- [RECORDS SHOWN]
====

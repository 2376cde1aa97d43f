// Fitted model: vectorizer + logistic regression + the class order they share.
//
// Class order is fixed at fit time (labels sorted lexicographically) and every
// probability pair this module returns is indexed by it. Callers should read
// `classes()` rather than assume which position means what.

use std::collections::BTreeSet;

use serde::{Deserialize, Serialize};
use tracing::{debug, info};

use super::logistic::{FitSummary, LogisticParams, LogisticRegression};
use super::tfidf::{TfidfVectorizer, VectorizerParams};
use crate::corpus::Corpus;
use crate::error::{ClassifierError, Result};
use crate::text::Analyzer;

/// Everything `FittedModel::fit` needs besides the corpus.
#[derive(Debug, Clone, Default, PartialEq, Serialize, Deserialize)]
pub struct TrainingParams {
    pub vectorizer: VectorizerParams,
    pub logistic: LogisticParams,
}

/// Summary of a completed fit.
#[derive(Debug, Clone, PartialEq)]
pub struct TrainingReport {
    pub documents: usize,
    pub vocabulary: usize,
    pub class_counts: [usize; 2],
    pub optimizer: FitSummary,
}

/// Discrete decision derived from a probability pair.
#[derive(Debug, Clone, PartialEq, Serialize, Deserialize)]
pub struct Verdict {
    pub label: String,
    /// Position of `label` in the model's class order.
    pub class_index: usize,
    /// Probability of `label`, as a percentage (50.0..=100.0).
    pub confidence: f64,
}

impl Verdict {
    /// Pick the more probable class. An exact tie goes to class index 0.
    pub fn from_probabilities(classes: &[String; 2], probabilities: (f64, f64)) -> Self {
        let (p0, p1) = probabilities;
        let (class_index, p) = if p1 > p0 { (1, p1) } else { (0, p0) };
        Self {
            label: classes[class_index].clone(),
            class_index,
            confidence: p * 100.0,
        }
    }
}

/// Full inference result: class order, probabilities in that order, verdict.
#[derive(Debug, Clone, PartialEq, Serialize, Deserialize)]
pub struct Prediction {
    pub classes: [String; 2],
    pub probabilities: [f64; 2],
    pub verdict: Verdict,
}

impl Prediction {
    pub fn probability_of(&self, label: &str) -> Option<f64> {
        self.classes
            .iter()
            .position(|c| c == label)
            .map(|i| self.probabilities[i])
    }
}

#[derive(Debug, Clone, PartialEq, Serialize, Deserialize)]
pub struct FittedModel {
    classes: [String; 2],
    vectorizer: TfidfVectorizer,
    classifier: LogisticRegression,
}

impl FittedModel {
    /// Fit vectorizer and classifier on a labeled corpus.
    pub fn fit(corpus: &Corpus, params: &TrainingParams) -> Result<Self> {
        Self::fit_with_report(corpus, params).map(|(model, _)| model)
    }

    pub fn fit_with_report(corpus: &Corpus, params: &TrainingParams) -> Result<(Self, TrainingReport)> {
        if corpus.is_empty() {
            return Err(ClassifierError::training("corpus is empty"));
        }

        let labels: BTreeSet<&str> = corpus.documents().iter().map(|d| d.label.as_str()).collect();
        let classes: [String; 2] = match labels.into_iter().collect::<Vec<_>>().as_slice() {
            [a, b] => [(*a).to_string(), (*b).to_string()],
            [only] => {
                return Err(ClassifierError::training(format!(
                    "corpus has a single label ({only:?}); two are required"
                )))
            }
            many => {
                return Err(ClassifierError::training(format!(
                    "corpus has {} distinct labels ({}); exactly two are required",
                    many.len(),
                    many.join(", ")
                )))
            }
        };

        let texts: Vec<&str> = corpus.documents().iter().map(|d| d.text.as_str()).collect();
        let targets: Vec<bool> = corpus
            .documents()
            .iter()
            .map(|d| d.label == classes[1])
            .collect();

        let analyzer = Analyzer::english(params.vectorizer.stem);
        let (vectorizer, rows) = TfidfVectorizer::fit_transform(&texts, analyzer, &params.vectorizer)?;
        let (classifier, optimizer) = LogisticRegression::fit(
            &rows,
            &targets,
            vectorizer.vocabulary_size(),
            &params.logistic,
        )?;

        let positives = targets.iter().filter(|&&t| t).count();
        let report = TrainingReport {
            documents: texts.len(),
            vocabulary: vectorizer.vocabulary_size(),
            class_counts: [texts.len() - positives, positives],
            optimizer,
        };
        info!(
            documents = report.documents,
            vocabulary = report.vocabulary,
            class0 = %classes[0],
            class1 = %classes[1],
            "Model fitted"
        );

        Ok((
            Self {
                classes,
                vectorizer,
                classifier,
            },
            report,
        ))
    }

    /// Assemble a model from parts, checking they agree with each other.
    pub fn from_parts(
        classes: [String; 2],
        vectorizer: TfidfVectorizer,
        classifier: LogisticRegression,
    ) -> Result<Self> {
        let model = Self {
            classes,
            vectorizer,
            classifier,
        };
        model.validate()?;
        Ok(model)
    }

    pub(crate) fn validate(&self) -> Result<()> {
        if self.classes[0] == self.classes[1] {
            return Err(ClassifierError::serialization(format!(
                "class labels must differ, both are {:?}",
                self.classes[0]
            )));
        }
        if self.classes.iter().any(|c| c.is_empty()) {
            return Err(ClassifierError::serialization("class labels must be non-empty"));
        }
        self.vectorizer.validate()?;
        self.classifier.validate()?;
        if self.classifier.n_features() != self.vectorizer.vocabulary_size() {
            return Err(ClassifierError::serialization(format!(
                "classifier has {} weights for a vocabulary of {}",
                self.classifier.n_features(),
                self.vectorizer.vocabulary_size()
            )));
        }
        Ok(())
    }

    /// Probabilities of (class 0, class 1) for raw `text`.
    ///
    /// Text is normalized and projected onto the fitted vocabulary; unknown
    /// terms are ignored. Empty text is valid and scores on the intercept alone.
    pub fn predict_proba(&self, text: &str) -> (f64, f64) {
        let row = self.vectorizer.transform(text);
        let p1 = self.classifier.predict_proba_positive(&row);
        debug!(features = row.nnz(), p1, "Scored document");
        (1.0 - p1, p1)
    }

    pub fn classify(&self, text: &str) -> Verdict {
        Verdict::from_probabilities(&self.classes, self.predict_proba(text))
    }

    pub fn predict(&self, text: &str) -> Prediction {
        let probabilities = self.predict_proba(text);
        Prediction {
            classes: self.classes.clone(),
            probabilities: [probabilities.0, probabilities.1],
            verdict: Verdict::from_probabilities(&self.classes, probabilities),
        }
    }

    pub fn classes(&self) -> &[String; 2] {
        &self.classes
    }

    pub fn vectorizer(&self) -> &TfidfVectorizer {
        &self.vectorizer
    }

    pub fn classifier(&self) -> &LogisticRegression {
        &self.classifier
    }

    /// The `n` terms pushing hardest toward each class, strongest first.
    ///
    /// Index 0 holds terms with the most negative weights (toward class 0),
    /// index 1 the most positive (toward class 1).
    pub fn top_terms(&self, n: usize) -> [Vec<(String, f64)>; 2] {
        let names = self.vectorizer.feature_names();
        let mut weighted: Vec<(&str, f64)> = names
            .into_iter()
            .zip(self.classifier.coefficients().iter().copied())
            .collect();

        weighted.sort_by(|a, b| a.1.total_cmp(&b.1).then_with(|| a.0.cmp(b.0)));
        let toward_class0 = weighted
            .iter()
            .take_while(|(_, w)| *w < 0.0)
            .take(n)
            .map(|(t, w)| (t.to_string(), *w))
            .collect();
        let toward_class1 = weighted
            .iter()
            .rev()
            .take_while(|(_, w)| *w > 0.0)
            .take(n)
            .map(|(t, w)| (t.to_string(), *w))
            .collect();

        [toward_class0, toward_class1]
    }
}

#[cfg(test)]
mod tests {
    use super::*;

    fn classes() -> [String; 2] {
        ["FAKE".to_string(), "REAL".to_string()]
    }

    #[test]
    fn test_verdict_tie_goes_to_first_class() {
        let v = Verdict::from_probabilities(&classes(), (0.5, 0.5));
        assert_eq!(v.label, "FAKE");
        assert_eq!(v.class_index, 0);
        assert!((v.confidence - 50.0).abs() < 1e-12);
    }

    #[test]
    fn test_verdict_picks_larger() {
        let v = Verdict::from_probabilities(&classes(), (0.2, 0.8));
        assert_eq!(v.label, "REAL");
        assert!((v.confidence - 80.0).abs() < 1e-9);
    }

    #[test]
    fn test_fit_rejects_single_label() {
        let corpus = Corpus::from_pairs([("one text", "FAKE"), ("two text", "FAKE")]);
        let err = FittedModel::fit(&corpus, &TrainingParams::default()).unwrap_err();
        assert!(matches!(err, ClassifierError::Training(_)));
    }

    #[test]
    fn test_fit_rejects_three_labels() {
        let corpus = Corpus::from_pairs([("alpha", "A"), ("beta", "B"), ("gamma", "C")]);
        assert!(FittedModel::fit(&corpus, &TrainingParams::default()).is_err());
    }

    #[test]
    fn test_fit_rejects_empty_corpus() {
        let corpus = Corpus::from_pairs(Vec::<(String, String)>::new());
        assert!(matches!(
            FittedModel::fit(&corpus, &TrainingParams::default()),
            Err(ClassifierError::Training(_))
        ));
    }

    #[test]
    fn test_from_parts_rejects_width_mismatch() {
        let corpus = Corpus::from_pairs([("rockets launch", "REAL"), ("lizard conspiracy", "FAKE")]);
        let model = FittedModel::fit(&corpus, &TrainingParams::default()).unwrap();
        let short = LogisticRegression::from_parts(vec![0.0], 0.0).unwrap();
        let err = FittedModel::from_parts(classes(), model.vectorizer().clone(), short).unwrap_err();
        assert!(matches!(err, ClassifierError::Serialization(_)));
    }

    #[test]
    fn test_top_terms_split_by_sign() {
        let corpus = Corpus::from_pairs([
            ("rockets launch orbit", "REAL"),
            ("lizard conspiracy hoax", "FAKE"),
        ]);
        let model = FittedModel::fit(&corpus, &TrainingParams::default()).unwrap();
        let [fake, real] = model.top_terms(10);
        assert!(fake.iter().all(|(_, w)| *w < 0.0));
        assert!(real.iter().all(|(_, w)| *w > 0.0));
        assert!(!fake.is_empty() && !real.is_empty());
    }
}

====

- [PROBLEM TO SOLVE] Taking the entries above, write out exactly each line from the one holding "pub fn from_probabilities(classes: &[String;" to the one holding "pub classes: [String;", both included, and stop there.

- [PROBLEM SOLUTION]
    pub fn from_probabilities(classes: &[String; 2], probabilities: (f64, f64)) -> Self {
        let (p0, p1) = probabilities;
        let (class_index, p) = if p1 > p0 { (1, p1) } else { (0, p0) };
        Self {
            label: classes[class_index].clone(),
            class_index,
            confidence: p * 100.0,
        }
    }
}

/// Full inference result: class order, probabilities in that order, verdict.
#[derive(Debug, Clone, PartialEq, Serialize, Deserialize)]
pub struct Prediction {
    pub classes: [String; 2],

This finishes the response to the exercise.